The other famous and renowned novelist under the study is Arundhati Roy, born in 1961 in Bengal. Arundhati grew up in Kerala; she trained herself as an architect at the Delhi school of Architecture
Arundhati Roy

      Roy is the first non-expatriate Indian author and the first Indian woman to have won this prize. Roy's major essays 'The End of Imagination' and 'The Greater common good' are available online. She is between the two Indian writers writing in English who has won the Booker Prize (the other one being Salman Rushdie for his 'Midnight Children'.


      Arundhati has never admitted that she is a feminist but 'The God of Small Things', reveals at many places her feminist stance and her protagonist represent feminine sensibility. Arundhati Roy's mother says, Arundhati is a born talker and a born writer. While, she was studying in school, it was a problem to find a teacher, who could cope with her voracious appetite for reading and writing. Most of the time, she educated herself on her own. I can remember our vice principle Sneha Zaharias resorting to Shakespeare's The Tempest as a text for the little fourth grade.

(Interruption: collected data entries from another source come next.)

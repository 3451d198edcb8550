//! Provider traits for fetching market data.
//!
//! This module defines the two traits every upstream adapter implements:
//!
//! - [`DataProvider`] - Identity and cache label of a provider
//! - [`QuoteProvider`] - Metrics, history and news retrieval

use async_trait::async_trait;
use std::fmt::Debug;

use crate::{
    error::{DataError, Result},
    period::{Interval, Period},
    types::{HistoryPoint, MetricsRecord, NewsItem, Symbol},
};

/// Base trait for all data providers.
pub trait DataProvider: Send + Sync + Debug {
    /// Returns the display name of this provider (e.g., "Alpha Vantage").
    fn name(&self) -> &str;

    /// Returns the short label used in provider-scoped cache keys (e.g., "alpha").
    fn label(&self) -> &str;

    /// Returns a description of this provider.
    fn description(&self) -> &str;
}

/// Provider for the three data kinds a dashboard displays.
///
/// Implementations return data already mapped into the canonical types.
/// An empty value means the provider had nothing for the symbol; an error
/// means the provider could not be asked at all. Kinds a provider has no
/// endpoint for keep the default implementation, which reports
/// [`DataError::NotSupported`].
#[async_trait]
pub trait QuoteProvider: DataProvider {
    /// Fetches quote and valuation metrics for a symbol.
    async fn get_metrics(&self, symbol: &Symbol) -> Result<MetricsRecord> {
        let _ = symbol;
        Err(DataError::NotSupported(format!(
            "{} does not provide metrics",
            self.name()
        )))
    }

    /// Fetches price history for a symbol.
    ///
    /// Returns bars sorted ascending by date.
    async fn get_history(
        &self,
        symbol: &Symbol,
        period: Period,
        interval: Interval,
    ) -> Result<Vec<HistoryPoint>> {
        let _ = (symbol, period, interval);
        Err(DataError::NotSupported(format!(
            "{} does not provide history",
            self.name()
        )))
    }

    /// Fetches at most `limit` news items for a symbol.
    async fn get_news(&self, symbol: &Symbol, limit: usize) -> Result<Vec<NewsItem>> {
        let _ = (symbol, limit);
        Err(DataError::NotSupported(format!(
            "{} does not provide news",
            self.name()
        )))
    }
}

#[cfg(test)]
mod tests {
    use super::*;

    #[derive(Debug)]
    struct NewsOnly;

    impl DataProvider for NewsOnly {
        fn name(&self) -> &str {
            "News Only"
        }

        fn label(&self) -> &str {
            "news-only"
        }

        fn description(&self) -> &str {
            "Test provider with a single endpoint"
        }
    }

    #[async_trait]
    impl QuoteProvider for NewsOnly {
        async fn get_news(&self, _symbol: &Symbol, _limit: usize) -> Result<Vec<NewsItem>> {
            Ok(vec![NewsItem::new("Headline", "https://example.com/1")])
        }
    }

    #[tokio::test]
    async fn test_default_methods_report_not_supported() {
        let provider = NewsOnly;
        let symbol = Symbol::new("AAPL");

        let metrics = provider.get_metrics(&symbol).await;
        assert!(matches!(metrics, Err(DataError::NotSupported(_))));

        let history = provider
            .get_history(&symbol, Period::default(), Interval::default())
            .await;
        assert!(matches!(history, Err(DataError::NotSupported(_))));

        let news = provider.get_news(&symbol, 5).await.unwrap();
        assert_eq!(news.len(), 1);
    }
}
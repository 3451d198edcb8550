//! Fetch orchestrator: cache first, then providers in priority order.

use std::sync::Arc;

use polars::prelude::DataFrame;
use serde::Serialize;
use serde::de::DeserializeOwned;
use tracing::{debug, warn};

use stockdash_cache::CacheLayer;
use stockdash_core::{
    DataKind, HistoryPoint, Interval, KeyValueStore, MetricsRecord, NewsItem, Period,
    QuoteProvider, Result, Symbol, history, history_frame,
};
use stockdash_http::RetryClient;

use crate::config::{CacheKeyScope, CacheTtls, Config};

/// Label used in cache keys under [`CacheKeyScope::Shared`].
pub const SHARED_CACHE_LABEL: &str = "shared";

/// Builds `<label>:<kind>:<ticker><suffix>`.
fn cache_key(label: &str, kind: DataKind, symbol: &Symbol, suffix: &str) -> String {
    format!("{label}:{kind}:{symbol}{suffix}")
}

/// Orchestrates cached, multi-provider fetches.
///
/// Every `fetch_*` call follows the same steps:
///
/// 1. Unless `force_refresh` is set, return a fresh cached value if one exists.
/// 2. Otherwise ask each provider in registration order. Errors (missing
///    credentials, hard HTTP failures, throttling) are logged and the next
///    provider is tried.
/// 3. The first non-empty result is cached and returned.
/// 4. If nothing produced data, return an empty value.
///
/// None of the `fetch_*` operations fail; "no data" is an ordinary outcome.
///
/// # Example
///
/// ```rust,ignore
/// use std::sync::Arc;
/// use stockdash::{Config, Fetcher, SqliteStore, Symbol};
///
/// let config = Config::from_env();
/// let store = Arc::new(SqliteStore::new(&config.db_path)?);
/// let fetcher = Fetcher::from_config(&config, store)?;
///
/// let metrics = fetcher.fetch_metrics(&Symbol::new("AAPL"), false).await;
/// println!("{:?}", metrics.market_cap);
/// ```
#[derive(Clone)]
pub struct Fetcher {
    providers: Vec<Arc<dyn QuoteProvider>>,
    cache: CacheLayer,
    scope: CacheKeyScope,
    ttls: CacheTtls,
}

impl std::fmt::Debug for Fetcher {
    fn fmt(&self, f: &mut std::fmt::Formatter<'_>) -> std::fmt::Result {
        f.debug_struct("Fetcher")
            .field("providers", &self.provider_names())
            .field("scope", &self.scope)
            .field("ttls", &self.ttls)
            .finish_non_exhaustive()
    }
}

impl Fetcher {
    /// Create a fetcher with no providers over the given cache.
    #[must_use]
    pub fn new(cache: CacheLayer) -> Self {
        Self {
            providers: Vec::new(),
            cache,
            scope: CacheKeyScope::default(),
            ttls: CacheTtls::default(),
        }
    }

    /// Create a fetcher with the standard provider chain.
    ///
    /// Priority order is Alpha Vantage, then Yahoo Finance, then the Finviz
    /// news scraper. Alpha Vantage is registered even without a key; it then
    /// fails every call with a configuration error and is skipped.
    ///
    /// # Errors
    /// Returns an error if the HTTP client cannot be built.
    #[cfg_attr(
        not(any(feature = "alphavantage", feature = "yahoo", feature = "scrape")),
        allow(unused_mut, unused_variables)
    )]
    pub fn from_config(config: &Config, store: Arc<dyn KeyValueStore>) -> Result<Self> {
        let client = RetryClient::with_policy(config.retry.clone())?;

        let mut fetcher = Self::new(CacheLayer::new(store))
            .with_scope(config.cache_scope)
            .with_ttls(config.ttls);

        #[cfg(feature = "alphavantage")]
        fetcher.register(Arc::new(
            stockdash_alphavantage::AlphaVantageProvider::new(
                client.clone(),
                config.alpha_vantage_key.clone(),
            ),
        ));

        #[cfg(feature = "yahoo")]
        fetcher.register(Arc::new(
            stockdash_yahoo::YahooProvider::new(client.clone())
                .with_rate_limit(config.yahoo_delay),
        ));

        #[cfg(feature = "scrape")]
        fetcher.register(Arc::new(stockdash_scrape::FinvizNewsProvider::new(client)));

        Ok(fetcher)
    }

    /// Set the cache key scope.
    #[must_use]
    pub const fn with_scope(mut self, scope: CacheKeyScope) -> Self {
        self.scope = scope;
        self
    }

    /// Set the per-kind cache lifetimes.
    #[must_use]
    pub const fn with_ttls(mut self, ttls: CacheTtls) -> Self {
        self.ttls = ttls;
        self
    }

    /// Append a provider to the end of the priority list.
    #[must_use]
    pub fn with_provider(mut self, provider: Arc<dyn QuoteProvider>) -> Self {
        self.register(provider);
        self
    }

    /// Append a provider to the end of the priority list.
    pub fn register(&mut self, provider: Arc<dyn QuoteProvider>) {
        debug!(provider = provider.name(), "Registering provider");
        self.providers.push(provider);
    }

    /// Display names of the registered providers, in priority order.
    #[must_use]
    pub fn provider_names(&self) -> Vec<&str> {
        self.providers.iter().map(|p| p.name()).collect()
    }

    /// Keys to consult on read, in order.
    fn read_keys(&self, kind: DataKind, symbol: &Symbol, suffix: &str) -> Vec<String> {
        match self.scope {
            CacheKeyScope::Shared => vec![cache_key(SHARED_CACHE_LABEL, kind, symbol, suffix)],
            CacheKeyScope::PerProvider => self
                .providers
                .iter()
                .map(|p| cache_key(p.label(), kind, symbol, suffix))
                .collect(),
        }
    }

    fn write_key(
        &self,
        provider: &dyn QuoteProvider,
        kind: DataKind,
        symbol: &Symbol,
        suffix: &str,
    ) -> String {
        match self.scope {
            CacheKeyScope::Shared => cache_key(SHARED_CACHE_LABEL, kind, symbol, suffix),
            CacheKeyScope::PerProvider => cache_key(provider.label(), kind, symbol, suffix),
        }
    }

    async fn cached<T: DeserializeOwned>(
        &self,
        kind: DataKind,
        symbol: &Symbol,
        suffix: &str,
    ) -> Option<T> {
        let ttl = self.ttls.for_kind(kind);
        for key in self.read_keys(kind, symbol, suffix) {
            if let Some(data) = self.cache.get(&key, ttl).await {
                debug!(key = %key, symbol = %symbol, "Cache hit for {}", kind);
                return Some(data);
            }
        }
        None
    }

    /// Cache a winning result. A failed write is logged, never surfaced.
    async fn remember<T: Serialize + Sync>(
        &self,
        provider: &dyn QuoteProvider,
        kind: DataKind,
        symbol: &Symbol,
        suffix: &str,
        data: &T,
    ) {
        let key = self.write_key(provider, kind, symbol, suffix);
        if let Err(e) = self.cache.set(&key, data).await {
            warn!(
                provider = provider.name(),
                key = %key,
                error = %e,
                "Failed to cache {}", kind
            );
        }
    }

    /// Fetch quote metrics.
    ///
    /// Returns an empty record when no provider has data.
    pub async fn fetch_metrics(&self, symbol: &Symbol, force_refresh: bool) -> MetricsRecord {
        let kind = DataKind::Metrics;

        if !force_refresh {
            if let Some(cached) = self.cached::<MetricsRecord>(kind, symbol, "").await {
                return cached;
            }
        }

        for provider in &self.providers {
            debug!(provider = provider.name(), symbol = %symbol, "Fetching metrics");

            match provider.get_metrics(symbol).await {
                Ok(metrics) if !metrics.is_empty() => {
                    self.remember(provider.as_ref(), kind, symbol, "", &metrics)
                        .await;
                    return metrics;
                }
                Ok(_) => {
                    debug!(provider = provider.name(), symbol = %symbol, "No metrics, trying next");
                }
                Err(e) => {
                    warn!(
                        provider = provider.name(),
                        error = %e,
                        "Provider failed, trying next"
                    );
                }
            }
        }

        warn!(symbol = %symbol, "No provider returned metrics");
        MetricsRecord::default()
    }

    /// Fetch price history, sorted ascending with one bar per date.
    ///
    /// Returns an empty series when no provider has data.
    pub async fn fetch_history(
        &self,
        symbol: &Symbol,
        period: Period,
        interval: Interval,
        force_refresh: bool,
    ) -> Vec<HistoryPoint> {
        let kind = DataKind::History;
        let suffix = format!(":{period}:{interval}");

        if !force_refresh {
            if let Some(cached) = self.cached::<Vec<HistoryPoint>>(kind, symbol, &suffix).await {
                return cached;
            }
        }

        for provider in &self.providers {
            debug!(
                provider = provider.name(),
                symbol = %symbol,
                %period,
                %interval,
                "Fetching history"
            );

            match provider.get_history(symbol, period, interval).await {
                Ok(points) if !points.is_empty() => {
                    let points = history::normalize(points);
                    self.remember(provider.as_ref(), kind, symbol, &suffix, &points)
                        .await;
                    return points;
                }
                Ok(_) => {
                    debug!(provider = provider.name(), symbol = %symbol, "No history, trying next");
                }
                Err(e) => {
                    warn!(
                        provider = provider.name(),
                        error = %e,
                        "Provider failed, trying next"
                    );
                }
            }
        }

        warn!(symbol = %symbol, "No provider returned history");
        Vec::new()
    }

    /// Fetch price history as a DataFrame.
    ///
    /// # Errors
    /// Returns an error only if the frame cannot be assembled.
    pub async fn fetch_history_frame(
        &self,
        symbol: &Symbol,
        period: Period,
        interval: Interval,
        force_refresh: bool,
    ) -> Result<DataFrame> {
        let points = self
            .fetch_history(symbol, period, interval, force_refresh)
            .await;
        history_frame(&points)
    }

    /// Fetch at most `limit` news items.
    ///
    /// Returns an empty list when no provider has news.
    pub async fn fetch_news(
        &self,
        symbol: &Symbol,
        limit: usize,
        force_refresh: bool,
    ) -> Vec<NewsItem> {
        let kind = DataKind::News;

        if !force_refresh {
            if let Some(mut cached) = self.cached::<Vec<NewsItem>>(kind, symbol, "").await {
                cached.truncate(limit);
                return cached;
            }
        }

        for provider in &self.providers {
            debug!(provider = provider.name(), symbol = %symbol, limit, "Fetching news");

            match provider.get_news(symbol, limit).await {
                Ok(mut items) if !items.is_empty() => {
                    items.truncate(limit);
                    self.remember(provider.as_ref(), kind, symbol, "", &items)
                        .await;
                    return items;
                }
                Ok(_) => {
                    debug!(provider = provider.name(), symbol = %symbol, "No news, trying next");
                }
                Err(e) => {
                    warn!(
                        provider = provider.name(),
                        error = %e,
                        "Provider failed, trying next"
                    );
                }
            }
        }

        warn!(symbol = %symbol, "No provider returned news");
        Vec::new()
    }
}
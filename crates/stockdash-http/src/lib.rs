#![doc = include_str!("../README.md")]
#![doc(issue_tracker_base_url = "https://github.com/stockdash/stockdash/issues/")]
#![cfg_attr(docsrs, feature(doc_cfg, doc_auto_cfg))]
#![warn(missing_docs)]
#![forbid(unsafe_code)]

//! HTTP retry client shared by the provider adapters.
//!
//! # Example
//!
//! ```no_run
//! use stockdash_http::RetryClient;
//!
//! # async fn example() -> stockdash_core::Result<()> {
//! let client = RetryClient::new()?;
//! match client.get_text("https://example.com/query", &[("symbol", "AAPL")], None).await? {
//!     Some(body) => println!("{} bytes", body.len()),
//!     None => println!("upstream unavailable"),
//! }
//! # Ok(())
//! # }
//! ```

use std::time::Duration;

use rand::Rng;
use reqwest::header::HeaderMap;
use reqwest::{Client, Response, StatusCode};
use stockdash_core::{DataError, Result};
use tokio::time::sleep;
use tracing::{debug, warn};

/// User agent sent when the caller supplies no headers.
pub const DEFAULT_USER_AGENT: &str = "stock-analyzer/1.0";

/// Retry and timeout settings for [`RetryClient`].
#[derive(Clone, Debug, PartialEq, Eq)]
pub struct RetryPolicy {
    /// Maximum number of requests per call.
    pub max_attempts: u32,
    /// Base of the exponential backoff; attempt `n` waits `base * 2^n`.
    pub backoff_base: Duration,
    /// Upper bound of the random jitter added to each wait.
    pub max_jitter: Duration,
    /// Per-request timeout.
    pub timeout: Duration,
}

impl Default for RetryPolicy {
    fn default() -> Self {
        Self {
            max_attempts: 3,
            backoff_base: Duration::from_secs(1),
            max_jitter: Duration::from_secs(1),
            timeout: Duration::from_secs(10),
        }
    }
}

impl RetryPolicy {
    /// A policy with the default attempt count that retries without waiting.
    #[must_use]
    pub fn immediate() -> Self {
        Self {
            backoff_base: Duration::ZERO,
            max_jitter: Duration::ZERO,
            ..Self::default()
        }
    }

    /// Returns the wait before the retry following attempt `attempt` (0-based).
    #[must_use]
    pub fn delay(&self, attempt: u32) -> Duration {
        let exponential = self.backoff_base.saturating_mul(2u32.saturating_pow(attempt));
        let jitter = if self.max_jitter.is_zero() {
            Duration::ZERO
        } else {
            self.max_jitter
                .mul_f64(rand::thread_rng().gen_range(0.0..1.0))
        };
        exponential + jitter
    }
}

/// HTTP GET client with bounded retries on transient failures.
///
/// - 200 returns the response.
/// - Connection errors, timeouts, 429 and 503 wait and retry.
/// - Any other status fails immediately with [`DataError::Http`].
/// - Exhausting every attempt returns `Ok(None)`.
#[derive(Clone, Debug)]
pub struct RetryClient {
    client: Client,
    policy: RetryPolicy,
}

impl RetryClient {
    /// Creates a client with the default policy.
    ///
    /// # Errors
    /// Returns an error if the underlying HTTP client cannot be built.
    pub fn new() -> Result<Self> {
        Self::with_policy(RetryPolicy::default())
    }

    /// Creates a client with a custom retry policy.
    ///
    /// # Errors
    /// Returns an error if the underlying HTTP client cannot be built.
    pub fn with_policy(policy: RetryPolicy) -> Result<Self> {
        let client = Client::builder()
            .user_agent(DEFAULT_USER_AGENT)
            .timeout(policy.timeout)
            .build()
            .map_err(|e| DataError::Network(e.to_string()))?;
        Ok(Self { client, policy })
    }

    /// The underlying HTTP client, for single requests that must read a
    /// response whatever its status (e.g. a cookie handshake).
    #[must_use]
    pub const fn http(&self) -> &Client {
        &self.client
    }

    /// Issues a GET request, retrying transient failures.
    ///
    /// `headers` replace the default user agent when they set one.
    ///
    /// # Errors
    /// Returns [`DataError::Http`] for a non-retryable status.
    pub async fn get(
        &self,
        url: &str,
        params: &[(&str, &str)],
        headers: Option<&HeaderMap>,
    ) -> Result<Option<Response>> {
        let attempts = self.policy.max_attempts.max(1);

        for attempt in 0..attempts {
            let mut request = self.client.get(url).query(params);
            if let Some(headers) = headers {
                request = request.headers(headers.clone());
            }

            match request.send().await {
                Ok(response) => {
                    let status = response.status();
                    if status == StatusCode::OK {
                        return Ok(Some(response));
                    }
                    if status != StatusCode::TOO_MANY_REQUESTS
                        && status != StatusCode::SERVICE_UNAVAILABLE
                    {
                        return Err(DataError::Http {
                            status: status.as_u16(),
                            url: url.to_string(),
                        });
                    }
                    warn!(url, attempt, status = status.as_u16(), "Upstream throttled");
                }
                Err(e) => {
                    warn!(url, attempt, error = %e, "Request failed");
                }
            }

            if attempt + 1 < attempts {
                let wait = self.policy.delay(attempt);
                debug!(url, attempt, wait_ms = wait.as_millis() as u64, "Backing off");
                sleep(wait).await;
            }
        }

        warn!(url, attempts, "Retries exhausted, no response");
        Ok(None)
    }

    /// Issues a GET request and reads the body as text.
    ///
    /// # Errors
    /// Returns [`DataError::Http`] for a non-retryable status or
    /// [`DataError::Network`] if the body cannot be read.
    pub async fn get_text(
        &self,
        url: &str,
        params: &[(&str, &str)],
        headers: Option<&HeaderMap>,
    ) -> Result<Option<String>> {
        let Some(response) = self.get(url, params, headers).await? else {
            return Ok(None);
        };
        response
            .text()
            .await
            .map(Some)
            .map_err(|e| DataError::Network(e.to_string()))
    }
}
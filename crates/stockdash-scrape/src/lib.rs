#![doc = include_str!("../README.md")]
#![doc(issue_tracker_base_url = "https://github.com/stockdash/stockdash/issues/")]
#![cfg_attr(docsrs, feature(doc_cfg, doc_auto_cfg))]
#![warn(missing_docs)]
#![forbid(unsafe_code)]

//! Finviz news scraper.
//!
//! # Example
//!
//! ```no_run
//! use stockdash_core::{QuoteProvider, Symbol};
//! use stockdash_http::RetryClient;
//! use stockdash_scrape::FinvizNewsProvider;
//!
//! # async fn example() -> stockdash_core::Result<()> {
//! let provider = FinvizNewsProvider::new(RetryClient::new()?);
//! let news = provider.get_news(&Symbol::new("AAPL"), 10).await?;
//! for item in news {
//!     println!("{} ({})", item.title, item.url);
//! }
//! # Ok(())
//! # }
//! ```

use async_trait::async_trait;
use chrono::Utc;
use reqwest::Url;
use reqwest::header::{HeaderMap, HeaderValue, USER_AGENT};
use scraper::{Html, Selector};
use stockdash_core::{DataError, DataProvider, NewsItem, QuoteProvider, Result, Symbol, parse};
use stockdash_http::RetryClient;
use tracing::debug;

/// Finviz site root. Relative links are resolved against it.
const FINVIZ_BASE_URL: &str = "https://finviz.com";

/// Headline anchors in the quote page news table.
const NEWS_LINK_SELECTOR: &str = "a.tab-link-news";

/// Source name stamped on every scraped item.
const SOURCE_NAME: &str = "Finviz";

/// Finviz blocks non-browser agents.
const BROWSER_USER_AGENT: &str =
    "Mozilla/5.0 (Windows NT 10.0; Win64; x64) AppleWebKit/537.36 (KHTML, like Gecko) Chrome/120.0 Safari/537.36";

/// News-only provider that scrapes the Finviz quote page.
#[derive(Debug, Clone)]
pub struct FinvizNewsProvider {
    client: RetryClient,
    base_url: String,
}

impl FinvizNewsProvider {
    /// Create a provider against finviz.com.
    #[must_use]
    pub fn new(client: RetryClient) -> Self {
        Self {
            client,
            base_url: FINVIZ_BASE_URL.to_string(),
        }
    }

    /// Point the provider at another site root (e.g. a test server).
    #[must_use]
    pub fn with_base_url(mut self, base_url: impl Into<String>) -> Self {
        self.base_url = base_url.into();
        self
    }
}

/// Extract headline links from a quote page, in page order.
///
/// Anchors without text or `href`, and links that cannot be resolved, are
/// skipped. Every item is stamped with `fetched_at`.
fn parse_news_page(
    html: &str,
    base: &Url,
    fetched_at: &str,
    limit: usize,
) -> Result<Vec<NewsItem>> {
    let selector =
        Selector::parse(NEWS_LINK_SELECTOR).map_err(|e| DataError::Parse(e.to_string()))?;
    let document = Html::parse_document(html);

    Ok(document
        .select(&selector)
        .filter_map(|anchor| {
            let title = anchor.text().collect::<String>().trim().to_string();
            if title.is_empty() {
                return None;
            }
            let href = anchor.value().attr("href")?;
            let url = base.join(href.trim()).ok()?;
            Some(
                NewsItem::new(title, url.to_string())
                    .with_source(SOURCE_NAME)
                    .with_published_at(fetched_at),
            )
        })
        .take(limit)
        .collect())
}

impl DataProvider for FinvizNewsProvider {
    fn name(&self) -> &str {
        "Finviz"
    }

    fn label(&self) -> &str {
        "finviz"
    }

    fn description(&self) -> &str {
        "Finviz quote page scraper for news headlines"
    }
}

#[async_trait]
impl QuoteProvider for FinvizNewsProvider {
    async fn get_news(&self, symbol: &Symbol, limit: usize) -> Result<Vec<NewsItem>> {
        let base = Url::parse(&self.base_url)
            .map_err(|e| DataError::InvalidParameter(format!("{}: {e}", self.base_url)))?;
        let page = base
            .join("/quote.ashx")
            .map_err(|e| DataError::InvalidParameter(e.to_string()))?;

        let mut headers = HeaderMap::new();
        headers.insert(USER_AGENT, HeaderValue::from_static(BROWSER_USER_AGENT));

        debug!("Scraping news for {} from {}", symbol, page);
        let Some(html) = self
            .client
            .get_text(page.as_str(), &[("t", symbol.as_str())], Some(&headers))
            .await?
        else {
            return Ok(Vec::new());
        };

        let fetched_at = parse::format_utc(Utc::now());
        let items = parse_news_page(&html, &base, &fetched_at, limit)?;
        debug!("Scraped {} headlines for {}", items.len(), symbol);
        Ok(items)
    }
}
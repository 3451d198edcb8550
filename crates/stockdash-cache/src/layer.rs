//! TTL freshness on top of a [`KeyValueStore`].

use chrono::{DateTime, Utc};
use serde::de::DeserializeOwned;
use serde::{Deserialize, Serialize};
use std::fmt;
use std::sync::Arc;
use std::time::Duration;
use stockdash_core::{DataError, KeyValueStore, Result};
use tracing::{debug, warn};

/// Version written into every envelope. Rows with another version are misses.
pub const PAYLOAD_VERSION: u32 = 1;

/// The value stored inside a cache row.
#[derive(Clone, Debug, PartialEq, Serialize, Deserialize)]
pub struct CachedPayload<T> {
    /// Envelope schema version.
    pub version: u32,
    /// When the data was fetched.
    pub cached_at: DateTime<Utc>,
    /// The cached data.
    pub data: T,
}

impl<T> CachedPayload<T> {
    /// Wraps data stamped with `cached_at`.
    #[must_use]
    pub const fn new(data: T, cached_at: DateTime<Utc>) -> Self {
        Self {
            version: PAYLOAD_VERSION,
            cached_at,
            data,
        }
    }

    /// Returns true when the payload is older than `ttl` at `now`.
    #[must_use]
    pub fn is_stale(&self, ttl: Duration, now: DateTime<Utc>) -> bool {
        let age = now.signed_duration_since(self.cached_at);
        age > chrono::TimeDelta::from_std(ttl).unwrap_or(chrono::TimeDelta::MAX)
    }
}

/// Reads and writes enveloped values with per-call TTLs.
///
/// Freshness is judged by the envelope's `cached_at`, not by the row's
/// `updated_at`. Missing, stale, corrupt or out-of-version rows all read as
/// `None`; a read never fails.
#[derive(Clone)]
pub struct CacheLayer {
    store: Arc<dyn KeyValueStore>,
}

impl fmt::Debug for CacheLayer {
    fn fmt(&self, f: &mut fmt::Formatter<'_>) -> fmt::Result {
        f.debug_struct("CacheLayer").finish_non_exhaustive()
    }
}

impl CacheLayer {
    /// Creates a layer over a store.
    #[must_use]
    pub fn new(store: Arc<dyn KeyValueStore>) -> Self {
        Self { store }
    }

    /// Returns the fresh data under `key`, or `None`.
    pub async fn get<T: DeserializeOwned>(&self, key: &str, ttl: Duration) -> Option<T> {
        self.get_at(key, ttl, Utc::now()).await
    }

    /// Like [`get`](Self::get) with an explicit notion of "now".
    pub async fn get_at<T: DeserializeOwned>(
        &self,
        key: &str,
        ttl: Duration,
        now: DateTime<Utc>,
    ) -> Option<T> {
        let entry = match self.store.get(key).await {
            Ok(Some(entry)) => entry,
            Ok(None) => {
                debug!(key, "Cache miss");
                return None;
            }
            Err(e) => {
                warn!(key, error = %e, "Cache read failed, treating as miss");
                return None;
            }
        };

        let payload: CachedPayload<T> = match serde_json::from_str(&entry.value) {
            Ok(payload) => payload,
            Err(e) => {
                debug!(key, error = %e, "Undecodable cache row, treating as miss");
                return None;
            }
        };

        if payload.version != PAYLOAD_VERSION {
            debug!(key, version = payload.version, "Cache row from another version");
            return None;
        }

        if payload.is_stale(ttl, now) {
            debug!(key, cached_at = %payload.cached_at, "Stale cache row");
            return None;
        }

        debug!(key, "Cache hit");
        Some(payload.data)
    }

    /// Stores `data` under `key` stamped with the current time.
    ///
    /// # Errors
    /// Returns an error if serialization or the store write fails.
    pub async fn set<T: Serialize + Sync>(&self, key: &str, data: &T) -> Result<()> {
        self.set_at(key, data, Utc::now()).await
    }

    /// Stores `data` under `key` stamped with `cached_at`.
    ///
    /// # Errors
    /// Returns an error if serialization or the store write fails.
    pub async fn set_at<T: Serialize + Sync>(
        &self,
        key: &str,
        data: &T,
        cached_at: DateTime<Utc>,
    ) -> Result<()> {
        let payload = CachedPayload::new(data, cached_at);
        let value = serde_json::to_string(&payload).map_err(|e| DataError::Parse(e.to_string()))?;
        self.store.set(key, &value).await
    }
}
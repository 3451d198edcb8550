#![doc = include_str!("../README.md")]
#![doc(issue_tracker_base_url = "https://github.com/stockdash/stockdash/issues/")]
#![cfg_attr(docsrs, feature(doc_cfg, doc_auto_cfg))]
#![warn(missing_docs)]
#![forbid(unsafe_code)]

//! Core traits and types for the stockdash fetch layer.
//!
//! This crate provides the foundational abstractions shared by the providers,
//! the storage backends and the orchestrator:
//!
//! - [`QuoteProvider`](provider::QuoteProvider) - Metrics, history and news retrieval
//! - [`KeyValueStore`](cache::KeyValueStore) - Opaque cached payloads
//! - [`NewsStore`](cache::NewsStore) - Append-only news rows
//! - [`parse`] - Tolerant parsing of loosely typed upstream fields

/// Storage traits for cached payloads and news.
pub mod cache;
/// Error types for data operations.
pub mod error;
/// History normalization and DataFrame view.
pub mod history;
/// Tolerant parsing utilities.
pub mod parse;
/// History period, interval and data-kind definitions.
pub mod period;
/// Provider traits for fetching market data.
pub mod provider;
/// Canonical data types (Symbol, MetricsRecord, HistoryPoint, NewsItem).
pub mod types;

// Re-export commonly used items at crate root
pub use cache::{CacheEntry, KeyValueStore, NewsStore};
pub use error::{DataError, Result};
pub use history::history_frame;
pub use period::{DataKind, Interval, Period};
pub use provider::{DataProvider, QuoteProvider};
pub use types::{HistoryPoint, MetricsRecord, NewsItem, Symbol};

      Roy seems to be iconoclast in, 'The God of Small Things'. The stylistic innovations make the novel unique and bring vitality and exuberance to the novel. The novel is unique in every aspect and it is a linguistic experiment with the English language. The stylistic writings include the use of words, phrases and even sentences from vernacular language, use of italics, subject less sentences, faulty spellings, topicalisation, deviation from normal word order, single word 'sentences', change of word classes, clustering of word classes and a variety of other techniques. She has given prominence to ecology and subalternity as the major themes in the novel. Roy's close observations and the minute aspects in the creation of her literary skills are observed in her other works. Her two important articles on the net are 'The end of Imagination' and 'The Greater Common Good.' In the End of Imagination, Roy criticises nuclear policies of the Government of India.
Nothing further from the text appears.